Great story of the work of political campaigns and political participation generally. Someone interested in applying the methods in another context, such as another country, must keep in mind how much they rely on the public voting files that give information of whether someone voted. Without these, the micro-targeting made possible by matching the voter records with consumer databases and census information would not be feasible, and it would make experimentation much more difficult. Recommended, but there is one thing that bothers me: The actual politics is often lost sight of. It would be great if these advances also could contribute to improving policy.

Below is a really long summary:

Introduction
-renewed interest in small improvements after narrow Bush election, etc.
-”crucial divide” … between “new empiricists and the old guard”
-Political consultant Mark Grebner contacted Gerber and Green. Sent people copy of their and their neighbour’s (public) voting histories before election, and said they would inform also about whether voted after election. Increased turnout by 20 %. Problem: Looked dirty/like blackmail. Solution through testing and trial and error: Use a more gentle tone. Also have it look more like information than advertising.
-The problematic story of data in Al Franken’s 2008 Minnesota Senate race. Because of a close initial margin (favoring Republican Coleman), a mandatory recount had to take place. Importantly, there were many votes that were wrongly rejected the first time. These, absentee (challenged), votes were now to be included, and Franken’s team identified those who were most likely to favor him, like those “challenged for change-of-address discrepancies (p 10),” got more of those opened, and carried the race. I do not understand why they did not draw a random sample of those challenged.

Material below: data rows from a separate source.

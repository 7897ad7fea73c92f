//! Subscriber tracking and the handle returned to transports.

use std::fmt;
use std::pin::Pin;
use std::sync::Weak;
use std::task::{Context, Poll};
use std::time::Instant;

use futures::Stream;
use tokio::sync::mpsc;

use super::manager::ChangeNotifier;
use crate::event::ChangeEvent;

/// Opaque identifier of a registered subscriber.
#[derive(Debug, Clone, Copy, PartialEq, Eq, Hash, PartialOrd, Ord)]
pub struct SubscriberId(pub(crate) u64);

impl SubscriberId {
    pub fn as_u64(&self) -> u64 {
        self.0
    }
}

impl fmt::Display for SubscriberId {
    fn fmt(&self, f: &mut fmt::Formatter<'_>) -> fmt::Result {
        write!(f, "{}", self.0)
    }
}

/// Delivery mechanism a subscriber is connected through.
#[derive(Debug, Clone, Copy, PartialEq, Eq)]
pub enum Transport {
    /// Server-Sent Events stream.
    Sse,
    /// WebSocket channel.
    WebSocket,
    /// In-process consumer.
    Internal,
}

impl fmt::Display for Transport {
    fn fmt(&self, f: &mut fmt::Formatter<'_>) -> fmt::Result {
        let name = match self {
            Transport::Sse => "sse",
            Transport::WebSocket => "websocket",
            Transport::Internal => "internal",
        };
        f.write_str(name)
    }
}

/// Who is on the other end of a subscription. Used for logging only.
#[derive(Debug, Clone)]
pub struct ClientInfo {
    pub transport: Transport,
    /// Authenticated user, when the endpoint requires a token.
    pub user_id: Option<String>,
}

impl ClientInfo {
    pub fn new(transport: Transport) -> Self {
        Self {
            transport,
            user_id: None,
        }
    }

    pub fn with_user(mut self, user_id: Option<String>) -> Self {
        self.user_id = user_id;
        self
    }
}

/// A registry entry for a live subscriber.
#[derive(Debug)]
pub struct SubscriberEntry {
    pub id: SubscriberId,
    pub client: ClientInfo,
    pub(crate) sender: mpsc::Sender<ChangeEvent>,
    pub created_at: Instant,
    /// Number of events queued for this subscriber.
    pub events_sent: u64,
}

impl SubscriberEntry {
    pub(crate) fn new(
        id: SubscriberId,
        client: ClientInfo,
        sender: mpsc::Sender<ChangeEvent>,
    ) -> Self {
        Self {
            id,
            client,
            sender,
            created_at: Instant::now(),
            events_sent: 0,
        }
    }

    /// Get the age of this subscriber.
    pub fn age(&self) -> std::time::Duration {
        self.created_at.elapsed()
    }

    pub(crate) fn record_event(&mut self) {
        self.events_sent += 1;
    }
}

/// Receiving side of a registered subscriber.
///
/// Yields events in emission order. Dropping the handle (or calling
/// [`Subscription::close`]) deregisters the subscriber; deregistration runs at
/// most once and is a no-op if the notifier already removed the entry after a
/// failed delivery. A closed handle is never reused: reconnecting clients get
/// a new one.
#[derive(Debug)]
pub struct Subscription {
    id: SubscriberId,
    receiver: mpsc::Receiver<ChangeEvent>,
    notifier: Weak<ChangeNotifier>,
    released: bool,
}

impl Subscription {
    pub(crate) fn new(
        id: SubscriberId,
        receiver: mpsc::Receiver<ChangeEvent>,
        notifier: Weak<ChangeNotifier>,
    ) -> Self {
        Self {
            id,
            receiver,
            notifier,
            released: false,
        }
    }

    pub fn id(&self) -> SubscriberId {
        self.id
    }

    /// Wait for the next event.
    ///
    /// Returns `None` once the notifier dropped this subscriber and every
    /// queued event was received.
    pub async fn recv(&mut self) -> Option<ChangeEvent> {
        self.receiver.recv().await
    }

    /// Take an already queued event without waiting.
    pub fn try_recv(&mut self) -> Option<ChangeEvent> {
        self.receiver.try_recv().ok()
    }

    /// Deregister now instead of on drop.
    pub fn close(mut self) {
        self.release();
    }

    fn release(&mut self) {
        if self.released {
            return;
        }
        self.released = true;
        self.receiver.close();

        if let Some(notifier) = self.notifier.upgrade() {
            notifier.unsubscribe(self.id);
        }
    }
}

impl Stream for Subscription {
    type Item = ChangeEvent;

    fn poll_next(self: Pin<&mut Self>, cx: &mut Context<'_>) -> Poll<Option<Self::Item>> {
        self.get_mut().receiver.poll_recv(cx)
    }
}

impl Drop for Subscription {
    fn drop(&mut self) {
        self.release();
    }
}

#[cfg(test)]
mod tests {
    use super::*;

    #[test]
    fn test_subscriber_entry() {
        let (tx, _rx) = mpsc::channel(1);
        let client = ClientInfo::new(Transport::Sse).with_user(Some("user-42".to_string()));
        let entry = SubscriberEntry::new(SubscriberId(1), client, tx);

        assert_eq!(entry.id.as_u64(), 1);
        assert_eq!(entry.client.transport, Transport::Sse);
        assert_eq!(entry.client.user_id.as_deref(), Some("user-42"));
        assert_eq!(entry.events_sent, 0);
    }

    #[test]
    fn test_transport_display() {
        assert_eq!(Transport::Sse.to_string(), "sse");
        assert_eq!(Transport::WebSocket.to_string(), "websocket");
    }

    #[test]
    fn test_orphaned_subscription_drops_cleanly() {
        let (_tx, rx) = mpsc::channel(1);
        let subscription = Subscription::new(SubscriberId(9), rx, Weak::new());
        subscription.close();
    }
}
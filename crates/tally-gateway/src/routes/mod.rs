//! HTTP route handlers.

pub mod health;
pub mod status;
pub mod webhook;
pub mod ws;
//! Tally live-update gateway binary.

use std::sync::Arc;

use clap::Parser;
use tally_gateway::{create_router, AppState, Args, GatewayConfig};
use tally_notify::{
    start_processor, ChangeNotifier, JwtVerifier, PgChangeListener, SharedNotifier,
    SledTimestampStore,
};
use tracing::{info, warn};
use tracing_subscriber::{layer::SubscriberExt, util::SubscriberInitExt};

#[tokio::main]
async fn main() -> anyhow::Result<()> {
    // Parse command line args
    let args = Args::parse();

    // Initialize tracing
    let log_level = args.log_level.clone();
    tracing_subscriber::registry()
        .with(
            tracing_subscriber::EnvFilter::try_from_default_env().unwrap_or_else(|_| {
                format!(
                    "tally_gateway={level},tally_notify={level},tower_http=info",
                    level = log_level
                )
                .into()
            }),
        )
        .with(tracing_subscriber::fmt::layer())
        .init();

    let config = GatewayConfig::from(args);
    config.validate()?;

    info!(
        version = env!("CARGO_PKG_VERSION"),
        listen = %config.listen_addr,
        data_dir = %config.data_dir.display(),
        change_feed = config.database_url.is_some(),
        auth = config.jwt_secret.is_some(),
        "starting Tally gateway"
    );

    // Open the timestamp store
    let store = SledTimestampStore::open(config.status_store_path())?;
    let notifier = ChangeNotifier::shared(Arc::new(store), config.notifier_config());

    // Start the change feed
    let feed = start_processor(notifier.clone(), config.feed_config());

    let mut state = AppState::new(notifier.clone(), feed.clone(), config.clone());

    if let Some(listener_config) = config.listener_config() {
        listener_config.validate()?;
        let listener = PgChangeListener::new(listener_config, feed);
        state = state.with_listener(listener.status());
        listener.spawn();
    } else {
        warn!("no DATABASE_URL set, changes arrive only through the webhook");
    }

    if let Some(secret) = config.jwt_secret.as_deref() {
        state = state.with_verifier(Arc::new(JwtVerifier::with_secret_str(secret)));
    }

    // Create router
    let app = create_router(state);

    // Start server
    let listener = tokio::net::TcpListener::bind(&config.listen_addr).await?;
    info!("Gateway listening on {}", config.listen_addr);

    axum::serve(listener, app)
        .with_graceful_shutdown(shutdown_signal(notifier))
        .await?;

    info!("gateway shutdown complete");
    Ok(())
}

/// Wait for ctrl+c, then end open subscriber streams so connections can drain.
async fn shutdown_signal(notifier: SharedNotifier) {
    if let Err(e) = tokio::signal::ctrl_c().await {
        tracing::error!(error = %e, "failed to listen for ctrl+c");
        std::future::pending::<()>().await;
    }
    info!("received shutdown signal");
    notifier.disconnect_all();
}
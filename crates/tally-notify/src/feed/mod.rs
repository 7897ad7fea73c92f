//! Upstream change feed.
//!
//! Row changes arrive from the database (a LISTEN/NOTIFY channel or a webhook)
//! and are queued on a [`ChangeFeedHandle`]. A single background
//! [`ChangeFeedProcessor`] turns each change on a watched table into a
//! timestamp update followed by a broadcast, so the feed is the only thing
//! that ever triggers notifications. A submitter that needs the recorded
//! timestamp uses [`ChangeFeedHandle::try_submit`] and awaits the reply.

mod listener;

pub use listener::{ListenerStatus, PgChangeListener, PgListenerConfig};

use chrono::{DateTime, Utc};
use tokio::sync::mpsc::{self, error::SendError, error::TrySendError};
use tokio::sync::oneshot;
use tracing::{debug, info};

use crate::event::RowChange;
use crate::notifier::SharedNotifier;

/// Default capacity of the change queue.
pub const DEFAULT_FEED_BUFFER: usize = 256;

/// Change feed configuration.
#[derive(Debug, Clone)]
pub struct ChangeFeedConfig {
    /// Tables whose changes are broadcast. Empty means every table.
    pub watched_tables: Vec<String>,
    /// Capacity of the change queue.
    pub buffer_size: usize,
}

impl ChangeFeedConfig {
    pub fn with_watched_tables<I, S>(mut self, tables: I) -> Self
    where
        I: IntoIterator<Item = S>,
        S: Into<String>,
    {
        self.watched_tables = tables.into_iter().map(Into::into).collect();
        self
    }

    pub fn with_buffer_size(mut self, size: usize) -> Self {
        self.buffer_size = size.max(1);
        self
    }

    /// Check whether a change on `table` should be broadcast.
    ///
    /// Changes with no table are always broadcast.
    pub fn is_watched(&self, table: Option<&str>) -> bool {
        match table {
            Some(table) => {
                self.watched_tables.is_empty() || self.watched_tables.iter().any(|t| t == table)
            }
            None => true,
        }
    }
}

impl Default for ChangeFeedConfig {
    fn default() -> Self {
        Self {
            watched_tables: Vec::new(),
            buffer_size: DEFAULT_FEED_BUFFER,
        }
    }
}

/// A queued change.
#[derive(Debug)]
pub struct FeedItem {
    pub change: RowChange,
    /// Receives the last-change timestamp once the change is processed.
    reply: Option<oneshot::Sender<DateTime<Utc>>>,
}

impl FeedItem {
    pub fn new(change: RowChange) -> Self {
        Self {
            change,
            reply: None,
        }
    }

    fn with_reply(change: RowChange) -> (Self, oneshot::Receiver<DateTime<Utc>>) {
        let (tx, rx) = oneshot::channel();
        (
            Self {
                change,
                reply: Some(tx),
            },
            rx,
        )
    }
}

impl From<RowChange> for FeedItem {
    fn from(change: RowChange) -> Self {
        Self::new(change)
    }
}

/// Processor that bridges the change feed to the notifier.
pub struct ChangeFeedProcessor {
    rx: mpsc::Receiver<FeedItem>,
    notifier: SharedNotifier,
    config: ChangeFeedConfig,
}

impl ChangeFeedProcessor {
    pub fn new(
        rx: mpsc::Receiver<FeedItem>,
        notifier: SharedNotifier,
        config: ChangeFeedConfig,
    ) -> Self {
        Self {
            rx,
            notifier,
            config,
        }
    }

    /// Process changes until every handle is dropped.
    pub async fn run(mut self) {
        info!(
            watched_tables = ?self.config.watched_tables,
            "change feed processor started"
        );

        while let Some(item) = self.rx.recv().await {
            let recorded = self.process(item.change);
            if let Some(reply) = item.reply {
                // Unwatched changes report the current timestamp unchanged.
                let at = recorded.unwrap_or_else(|| self.notifier.last_change_at());
                if reply.send(at).is_err() {
                    debug!("change submitter went away before the reply");
                }
            }
        }

        info!("change feed processor stopped (channel closed)");
    }

    /// Handle one change. Returns the recorded timestamp if it was broadcast.
    fn process(&self, change: RowChange) -> Option<DateTime<Utc>> {
        if !self.config.is_watched(change.table.as_deref()) {
            debug!(table = ?change.table, "ignoring change on unwatched table");
            return None;
        }

        debug!(
            table = ?change.table,
            operation = ?change.operation,
            "processing row change"
        );

        let at = self.notifier.record_change();
        self.notifier.broadcast(&change.into_event());
        Some(at)
    }
}

/// Sender half of the change queue.
pub type ChangeFeedSender = mpsc::Sender<FeedItem>;

/// Create a new change queue with the given buffer size.
pub fn channel(buffer_size: usize) -> (ChangeFeedSender, mpsc::Receiver<FeedItem>) {
    mpsc::channel(buffer_size)
}

/// Cloneable handle for submitting changes to a running processor.
#[derive(Clone)]
pub struct ChangeFeedHandle {
    tx: ChangeFeedSender,
}

impl ChangeFeedHandle {
    pub fn new(tx: ChangeFeedSender) -> Self {
        Self { tx }
    }

    /// Submit a change without waiting. Fails if the queue is full or the
    /// processor has stopped.
    pub fn try_send(&self, change: RowChange) -> Result<(), TrySendError<RowChange>> {
        self.tx.try_send(FeedItem::new(change)).map_err(into_change)
    }

    /// Submit a change without waiting and get a receiver for the timestamp
    /// recorded for it. Fails like [`ChangeFeedHandle::try_send`].
    pub fn try_submit(
        &self,
        change: RowChange,
    ) -> Result<oneshot::Receiver<DateTime<Utc>>, TrySendError<RowChange>> {
        let (item, reply) = FeedItem::with_reply(change);
        self.tx.try_send(item).map_err(into_change)?;
        Ok(reply)
    }

    /// Submit a change, waiting if the queue is full.
    pub async fn send(&self, change: RowChange) -> Result<(), SendError<RowChange>> {
        self.tx
            .send(FeedItem::new(change))
            .await
            .map_err(|SendError(item)| SendError(item.change))
    }

    /// Check whether the processor is gone.
    pub fn is_closed(&self) -> bool {
        self.tx.is_closed()
    }
}

fn into_change(e: TrySendError<FeedItem>) -> TrySendError<RowChange> {
    match e {
        TrySendError::Full(item) => TrySendError::Full(item.change),
        TrySendError::Closed(item) => TrySendError::Closed(item.change),
    }
}

/// Spawn a processor and return a handle for feeding it.
pub fn start_processor(notifier: SharedNotifier, config: ChangeFeedConfig) -> ChangeFeedHandle {
    let (tx, rx) = channel(config.buffer_size);
    let processor = ChangeFeedProcessor::new(rx, notifier, config);

    tokio::spawn(async move {
        processor.run().await;
    });

    ChangeFeedHandle::new(tx)
}
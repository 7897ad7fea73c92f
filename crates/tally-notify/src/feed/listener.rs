//! Postgres LISTEN/NOTIFY change source.
//!
//! Expects a trigger on each watched table that publishes the changed row on
//! a notification channel, for example:
//!
//! ```sql
//! CREATE OR REPLACE FUNCTION notify_table_change() RETURNS trigger AS $$
//! BEGIN
//!   PERFORM pg_notify('table_changes', json_build_object(
//!     'type', TG_OP, 'table', TG_TABLE_NAME, 'schema', TG_TABLE_SCHEMA,
//!     'record', CASE WHEN TG_OP = 'DELETE' THEN NULL ELSE row_to_json(NEW) END,
//!     'old_record', CASE WHEN TG_OP = 'INSERT' THEN NULL ELSE row_to_json(OLD) END
//!   )::text);
//!   RETURN NULL;
//! END;
//! $$ LANGUAGE plpgsql;
//! ```
//!
//! A statement-level `AFTER TRUNCATE` trigger may send
//! `{"type": "TRUNCATE", "table": ...}` with no rows.

use std::sync::atomic::{AtomicBool, Ordering};
use std::sync::Arc;
use std::time::Duration;

use sqlx::postgres::PgListener;
use tokio::task::JoinHandle;
use tracing::{debug, info, warn};

use super::ChangeFeedHandle;
use crate::error::{NotifyError, Result};
use crate::event::RowChange;

/// Default notification channel.
pub const DEFAULT_CHANNEL: &str = "table_changes";

/// Default delay before retrying a failed connection.
pub const DEFAULT_RECONNECT_DELAY: Duration = Duration::from_secs(2);

/// Listener configuration.
#[derive(Clone)]
pub struct PgListenerConfig {
    /// Postgres connection URL.
    pub database_url: String,
    /// Notification channel to LISTEN on.
    pub channel: String,
    /// Delay before retrying after the connection cannot be established.
    pub reconnect_delay: Duration,
}

impl PgListenerConfig {
    pub fn new(database_url: impl Into<String>) -> Self {
        Self {
            database_url: database_url.into(),
            channel: DEFAULT_CHANNEL.to_string(),
            reconnect_delay: DEFAULT_RECONNECT_DELAY,
        }
    }

    pub fn with_channel(mut self, channel: impl Into<String>) -> Self {
        self.channel = channel.into();
        self
    }

    pub fn with_reconnect_delay(mut self, delay: Duration) -> Self {
        self.reconnect_delay = delay;
        self
    }

    /// Validate the configuration.
    pub fn validate(&self) -> Result<()> {
        if self.database_url.is_empty() {
            return Err(NotifyError::Config("database URL is empty".to_string()));
        }
        if self.channel.is_empty() {
            return Err(NotifyError::Config("notification channel is empty".to_string()));
        }
        Ok(())
    }
}

// Keeps the database URL (and its password) out of logs.
impl std::fmt::Debug for PgListenerConfig {
    fn fmt(&self, f: &mut std::fmt::Formatter<'_>) -> std::fmt::Result {
        f.debug_struct("PgListenerConfig")
            .field("channel", &self.channel)
            .field("reconnect_delay", &self.reconnect_delay)
            .finish_non_exhaustive()
    }
}

/// Whether the listener currently holds an active LISTEN.
#[derive(Debug, Clone, Default)]
pub struct ListenerStatus(Arc<AtomicBool>);

impl ListenerStatus {
    pub fn is_subscribed(&self) -> bool {
        self.0.load(Ordering::SeqCst)
    }

    fn set(&self, subscribed: bool) {
        self.0.store(subscribed, Ordering::SeqCst);
    }
}

/// Subscribes once to the notification channel and forwards every payload to
/// the change feed for the lifetime of the process.
///
/// Reconnection after a dropped connection is handled by [`PgListener`]
/// itself; this adapter only tracks whether it is currently subscribed.
pub struct PgChangeListener {
    config: PgListenerConfig,
    feed: ChangeFeedHandle,
    status: ListenerStatus,
}

impl PgChangeListener {
    pub fn new(config: PgListenerConfig, feed: ChangeFeedHandle) -> Self {
        Self {
            config,
            feed,
            status: ListenerStatus::default(),
        }
    }

    /// Get a status handle that stays valid after the listener is spawned.
    pub fn status(&self) -> ListenerStatus {
        self.status.clone()
    }

    pub fn is_subscribed(&self) -> bool {
        self.status.is_subscribed()
    }

    /// Run the listener as a background task.
    pub fn spawn(self) -> JoinHandle<()> {
        tokio::spawn(self.run())
    }

    /// Listen until the change feed processor goes away.
    pub async fn run(self) {
        loop {
            match self.listen().await {
                Ok(()) => {
                    info!("change feed closed, stopping listener");
                    break;
                }
                Err(e) => {
                    self.status.set(false);
                    warn!(
                        error = %e,
                        retry_in_ms = self.config.reconnect_delay.as_millis() as u64,
                        "change feed listener failed"
                    );
                    tokio::time::sleep(self.config.reconnect_delay).await;
                }
            }
        }
        self.status.set(false);
    }

    async fn listen(&self) -> Result<()> {
        let mut listener = PgListener::connect(&self.config.database_url).await?;
        listener.listen(&self.config.channel).await?;
        self.status.set(true);
        info!(channel = %self.config.channel, "subscribed to change feed");

        loop {
            let notification = listener.try_recv().await?;
            let Some(change) = self.on_receive(notification.as_ref().map(|n| n.payload())) else {
                continue;
            };
            if self.feed.send(change).await.is_err() {
                return Ok(());
            }
        }
    }

    /// Handle one `try_recv` result.
    ///
    /// `None` means the connection dropped and `PgListener` has already
    /// reconnected and re-issued LISTEN; a failed reconnect is an error
    /// instead. Either way the listener is subscribed again.
    fn on_receive(&self, payload: Option<&str>) -> Option<RowChange> {
        self.status.set(true);
        match payload {
            Some(payload) => parse_payload(payload),
            None => {
                info!(channel = %self.config.channel, "change feed reconnected");
                None
            }
        }
    }
}

/// Decode a notification payload. An empty payload is a generic change.
fn parse_payload(payload: &str) -> Option<RowChange> {
    if payload.trim().is_empty() {
        return Some(RowChange::default());
    }

    match serde_json::from_str(payload) {
        Ok(change) => Some(change),
        Err(e) => {
            warn!(error = %e, "skipping malformed change notification");
            debug!(payload, "malformed payload");
            None
        }
    }
}

#[cfg(test)]
mod tests {
    use super::*;
    use crate::event::RowOperation;

    #[test]
    fn test_parse_trigger_payload() {
        let payload = r#"{"type":"UPDATE","table":"items","schema":"public",
            "record":{"barcode":"4800016","price":32.5},"old_record":{"barcode":"4800016","price":30}}"#;

        let change = parse_payload(payload).unwrap();
        assert_eq!(change.table.as_deref(), Some("items"));
        assert_eq!(change.operation, RowOperation::Update);
        assert_eq!(change.record.unwrap()["price"], 32.5);
    }

    #[test]
    fn test_parse_empty_payload() {
        assert_eq!(parse_payload("  "), Some(RowChange::default()));
    }

    #[test]
    fn test_parse_malformed_payload() {
        assert!(parse_payload("items changed").is_none());
    }

    #[test]
    fn test_config_validation() {
        let config = PgListenerConfig::new("postgres://localhost/tally");
        assert!(config.validate().is_ok());
        assert_eq!(config.channel, DEFAULT_CHANNEL);

        assert!(PgListenerConfig::new("").validate().is_err());
        assert!(PgListenerConfig::new("postgres://localhost/tally")
            .with_channel("")
            .validate()
            .is_err());
    }

    #[test]
    fn test_config_debug_hides_url() {
        let config = PgListenerConfig::new("postgres://admin:hunter2@db/tally");
        assert!(!format!("{:?}", config).contains("hunter2"));
    }

    fn listener() -> PgChangeListener {
        let (tx, _rx) = crate::feed::channel(1);
        PgChangeListener::new(
            PgListenerConfig::new("postgres://localhost/tally"),
            ChangeFeedHandle::new(tx),
        )
    }

    #[test]
    fn test_reconnect_marks_subscribed() {
        let listener = listener();
        let status = listener.status();
        status.set(false);

        assert!(listener.on_receive(None).is_none());
        assert!(status.is_subscribed());
    }

    #[test]
    fn test_notification_marks_subscribed() {
        let listener = listener();
        let status = listener.status();

        let change = listener
            .on_receive(Some(r#"{"type":"INSERT","table":"payments"}"#))
            .unwrap();
        assert_eq!(change.table.as_deref(), Some("payments"));
        assert!(status.is_subscribed());

        status.set(false);
        assert!(listener.on_receive(Some("not json")).is_none());
        assert!(status.is_subscribed());
    }

    #[test]
    fn test_listener_starts_unsubscribed() {
        let (tx, _rx) = crate::feed::channel(1);
        let listener = PgChangeListener::new(
            PgListenerConfig::new("postgres://localhost/tally"),
            ChangeFeedHandle::new(tx),
        );
        let status = listener.status();
        assert!(!listener.is_subscribed());
        assert!(!status.is_subscribed());
    }
}
pub mod status;
use std::env;
use std::time::Duration;

use dotenvy::dotenv;

#[derive(Debug, Clone)]
pub struct Config {
    pub database_url: String,
    pub database_host: String,
    pub port: u16,
    pub environment: String,
    pub allowed_origins: Vec<String>,
    pub db_pool_size: u32,
    pub db_acquire_timeout_secs: u64,
}

impl Config {
    pub fn from_env() -> Self {
        dotenv().ok();

        // DATABASE_URL is the only place credentials live.
        let database_url = env::var("DATABASE_URL")
            .expect("DATABASE_URL must be set");

        let database_host = env::var("DB_HOST")
            .unwrap_or_else(|_| "localhost".to_string());

        let port = env::var("PORT")
            .unwrap_or_else(|_| "3001".to_string())
            .parse::<u16>()
            .expect("PORT must be a valid u16");

        let environment = env::var("NODE_ENV")
            .unwrap_or_else(|_| "development".to_string());

        let allowed_origins = env::var("CORS_ORIGINS")
            .map(|raw| parse_origins(&raw))
            .unwrap_or_else(|_| default_origins());

        let db_pool_size = env::var("DB_POOL_SIZE")
            .unwrap_or_else(|_| "10".to_string())
            .parse::<u32>()
            .expect("DB_POOL_SIZE must be a valid u32");

        let db_acquire_timeout_secs = env::var("DB_ACQUIRE_TIMEOUT_SECS")
            .unwrap_or_else(|_| "5".to_string())
            .parse::<u64>()
            .expect("DB_ACQUIRE_TIMEOUT_SECS must be a valid u64");

        Self {
            database_url,
            database_host,
            port,
            environment,
            allowed_origins,
            db_pool_size,
            db_acquire_timeout_secs,
        }
    }
}

#[derive(Debug, Clone)]
pub struct PollerConfig {
    pub base_urls: Vec<String>,
    pub interval: Duration,
}

impl PollerConfig {
    pub fn from_env() -> Self {
        dotenv().ok();

        let base_urls = env::var("STATUS_API_URLS")
            .map(|raw| parse_origins(&raw))
            .unwrap_or_else(|_| vec!["http://localhost:3001".to_string()]);

        let interval_secs = env::var("POLL_INTERVAL_SECS")
            .unwrap_or_else(|_| "30".to_string())
            .parse::<u64>()
            .expect("POLL_INTERVAL_SECS must be a valid u64");

        Self {
            base_urls,
            interval: Duration::from_secs(interval_secs),
        }
    }
}

fn parse_origins(raw: &str) -> Vec<String> {
    raw.split(',')
        .map(str::trim)
        .filter(|s| !s.is_empty())
        .map(String::from)
        .collect()
}

fn default_origins() -> Vec<String> {
    vec![
        "http://localhost:3000".to_string(),
        "http://localhost:3002".to_string(),
    ]
}

#[cfg(test)]
mod tests {
    use super::*;

    #[test]
    fn parse_origins_splits_and_trims() {
        let origins = parse_origins("http://a.test, http://b.test ,,http://c.test");
        assert_eq!(
            origins,
            vec!["http://a.test", "http://b.test", "http://c.test"]
        );
    }

    #[test]
    fn parse_origins_empty_input_yields_no_origins() {
        assert!(parse_origins("").is_empty());
        assert!(parse_origins(" , ").is_empty());
    }

    #[test]
    fn default_origins_are_local_frontends() {
        let origins = default_origins();
        assert_eq!(origins.len(), 2);
        assert!(origins.iter().all(|o| o.starts_with("http://localhost:")));
    }
}
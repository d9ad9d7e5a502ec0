use axum::{Json, extract::State, response::IntoResponse};
use chrono::Utc;
use serde_json::json;
use tracing::warn;

use crate::{db, models::status::ConnectivityResult, state::AppState};

pub async fn api_status(State(state): State<AppState>) -> impl IntoResponse {
    let now = Utc::now();

    match db::test_connection(&state.pool).await {
        Ok(result) => Json(json!({
            "success": true,
            "message": "API running normally",
            "database": result,
            "api": {
                "status": "healthy",
                "version": env!("CARGO_PKG_VERSION"),
                "environment": state.config.environment,
            },
            "timestamp": now,
        })),
        Err(err) => {
            warn!(error = %err, "status check failed");
            let message = err.to_string();
            Json(json!({
                "success": false,
                "message": "Error connecting to database",
                "error": message.clone(),
                "database": ConnectivityResult::failed(message),
                "timestamp": now,
            }))
        }
    }
}
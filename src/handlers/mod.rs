pub mod debug;
pub mod health;
pub mod status;

pub async fn root() -> &'static str {
    "Hello World!"
}
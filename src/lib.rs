pub mod config;
pub mod db;
pub mod error;
pub mod handlers;
pub mod models;
pub mod poller;
pub mod state;

use axum::http::{HeaderValue, Method, header};
use axum::{Router, routing::get};
use tower_http::cors::CorsLayer;
use tower_http::trace::TraceLayer;

use state::AppState;

pub fn create_app(state: AppState) -> Router {
    let cors = cors_layer(&state.config.allowed_origins);

    Router::new()
        .route("/", get(handlers::root))
        .route("/health", get(handlers::health::health))
        .route("/api/status", get(handlers::status::api_status))
        .route("/debug", get(handlers::debug::debug_info))
        .layer(cors)
        .layer(TraceLayer::new_for_http())
        .with_state(state)
}

fn cors_layer(allowed_origins: &[String]) -> CorsLayer {
    let origins: Vec<HeaderValue> = allowed_origins
        .iter()
        .filter_map(|origin| origin.parse().ok())
        .collect();

    CorsLayer::new()
        .allow_origin(origins)
        .allow_methods([Method::GET])
        .allow_headers([header::CONTENT_TYPE])
        .allow_credentials(true)
}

-Ch 1. How the field of political science failed to take the road of randomized field experiments.
-beginning of 20th century, political science emerged, and as direct primaries and elections became more common, a study began also of the voters, not only of institutions and parties, as previously. A key man was Gosnell, who in the 1920’s in Chicago experimented with different types of reminders to voters of a coming election. “Gosnell’s conclusions were obvious – mobilization efforts can have the biggest impact in places where little else is pushing voters to the polls – but no one had ever before quantified them (p. 26).” But although his method received a positive reception, the field of randomized field experiments did not take off. Instead the field of polling was developed to great sophistication, with especially the data gathered in what later became “American National Election Studies”.
-Ch 2. Increased focus on who to target – in particular getting out one’s own voters and convincing undecided. Vince Barabba merged socioeconomic information from the 1960 Census with political information to identify precincts where there might be swing voters. Sending letters to potential donors. Malchow arranged a large poll with few questions for Wyden’s campaign to get more disaggregated data. Argued for including controls groups, but met resistance, because the campaigns wanted everyone to be included. One of his workers, Anil Mammen: ““Convincing people to ignore people they would otherwise mail or contact people they would otherwise ignore is a major hurdle. You’re making an argument that’s counterintuitive and your evidence is something they haven’t seen before.”(p. 67)”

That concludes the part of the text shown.